Tuesday, January 18, 2011

The Cost Of A Taxi

Taxi, Staunton Street

Tonight we went to a restaurant on Wyndham Street, and then to the Globe, where everyone seemed to be drinking pear cider. It's not exactly Proust but the mere mention of this alcoholic beverage had us scrambling for a taxi to take us home, to watch Stewart Lee's epic pear cider material.

Unfortunately, as the taxi pulled up at the side of Hollywood Road, we saw that we had selected a vehicle driven by the smallest and oldest man in Hong Kong. He could hardly see over the top of the steering wheel, and if that wasn't bad enough he looked ready to pass out.

Luckily, the seatbelts didn't fasten properly in the back, so we had that to distract us as he veered down the road towards the freeway. It's not often recently that I've been scared in a motorcar that's travelling at less than 30 miles per hour, but this was one of those times.

When we got onto the freeway, I thought he'd accelerate, but after almost parking the taxi in a bridge support, he carried on trundling along at this funereal pace, while bus after car after bus after car streaked past us.

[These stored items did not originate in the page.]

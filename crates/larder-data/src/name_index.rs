// Copyright 2025 eraflo
//
// Licensed under the Apache License, Version 2.0 (the "License");
// you may not use this file except in compliance with the License.
// You may obtain a copy of the License at
//
//     http://www.apache.org/licenses/LICENSE-2.0
//
// Unless required by applicable law or agreed to in writing, software
// distributed under the License is distributed on an "AS IS" BASIS,
// WITHOUT WARRANTIES OR CONDITIONS OF ANY KIND, either express or implied.
// See the License for the specific language governing permissions and
// limitations under the License.

//! Maps an asset's name hash to the package that currently provides it.

use ahash::AHashMap;
use std::sync::Arc;

/// Resolves "which package provides this name" before any load is attempted.
///
/// Populated when a package is opened and emptied for that package when it is
/// unloaded. Packages are compared by identity, not by value.
#[derive(Debug)]
pub struct NameIndex<P> {
    owners: AHashMap<u32, Arc<P>>,
}

impl<P> NameIndex<P> {
    /// Creates an empty index.
    pub fn new() -> Self {
        Self {
            owners: AHashMap::new(),
        }
    }

    /// Maps `hash` to `package`, returning the package it previously mapped to.
    pub fn register(&mut self, hash: u32, package: &Arc<P>) -> Option<Arc<P>> {
        self.owners.insert(hash, Arc::clone(package))
    }

    /// The package providing `hash`, if any.
    pub fn resolve(&self, hash: u32) -> Option<&Arc<P>> {
        self.owners.get(&hash)
    }

    /// Returns `true` if some package provides `hash`.
    pub fn is_registered(&self, hash: u32) -> bool {
        self.owners.contains_key(&hash)
    }

    /// Removes the mapping for `hash`.
    pub fn unregister(&mut self, hash: u32) -> Option<Arc<P>> {
        self.owners.remove(&hash)
    }

    /// Removes every mapping that points at `package`, returning how many were removed.
    pub fn unregister_all(&mut self, package: &Arc<P>) -> usize {
        let before = self.owners.len();
        self.owners.retain(|_, owner| !Arc::ptr_eq(owner, package));
        before - self.owners.len()
    }

    /// Number of indexed names.
    pub fn len(&self) -> usize {
        self.owners.len()
    }

    /// Returns `true` if no name is indexed.
    pub fn is_empty(&self) -> bool {
        self.owners.is_empty()
    }

    /// Removes every mapping.
    pub fn clear(&mut self) {
        self.owners.clear();
    }
}

impl<P> Default for NameIndex<P> {
    fn default() -> Self {
        Self::new()
    }
}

My fiancee was now getting agitated that he'd get us killed before we got home. After all, we were in the back, so it was most likely that a teenager in a Ferrari would come up the back of us and squish us into the back of the front seats, rather than for us to perish in a head-on collision. Which might mean our driver would survive. Oh, the irony.

To begin with, I was more worried that with the glacial pace of the car, the meter would end up costing us more than I had in my wallet, but my fiancee's constant murmurs that we were all going to die were starting to get to me. It was when we came off the freeway and stopped at the lights that we had the final straw. Our driver slumped to the side and appeared to take a nap before the lights changed, and then wobbled off again down the road.

We couldn't face any more of this slow speed torture, and got out as soon as we could after that. There's something wrong, I would submit, with an economy where people, no matter how old or knackered, have to carry on driving to earn some money. There's also possibly something wrong with the definition and enforcement of road safety laws if a man who can't drive straight and doesn't appear to know where he's going should be in charge of a taxi.

I knew there was a downside to cheap Hong Kong taxis.


Lennon said...

Give it to us straight, James. Like a pear cider that's been made from 100% pears....

Minnie Bus said...

2 bad taxis in less than a week. Did you ever think that the problem maybe is with you?

I rest my case.

Mr Cushtie said...

But ... but ... but Ms Bus, if I ever admit there's a problem with me, the entire illusion of infallibility I've been working on for so long will go down the drain.

Strangely, the pear cider routine didn't feel as long as I remembered this time around. Or maybe that's because my sense of time had been warped by the journey in the taxi

Minnie Bus said...

Forget about taxi. When in doubt go with Min(n)i(e) Bus!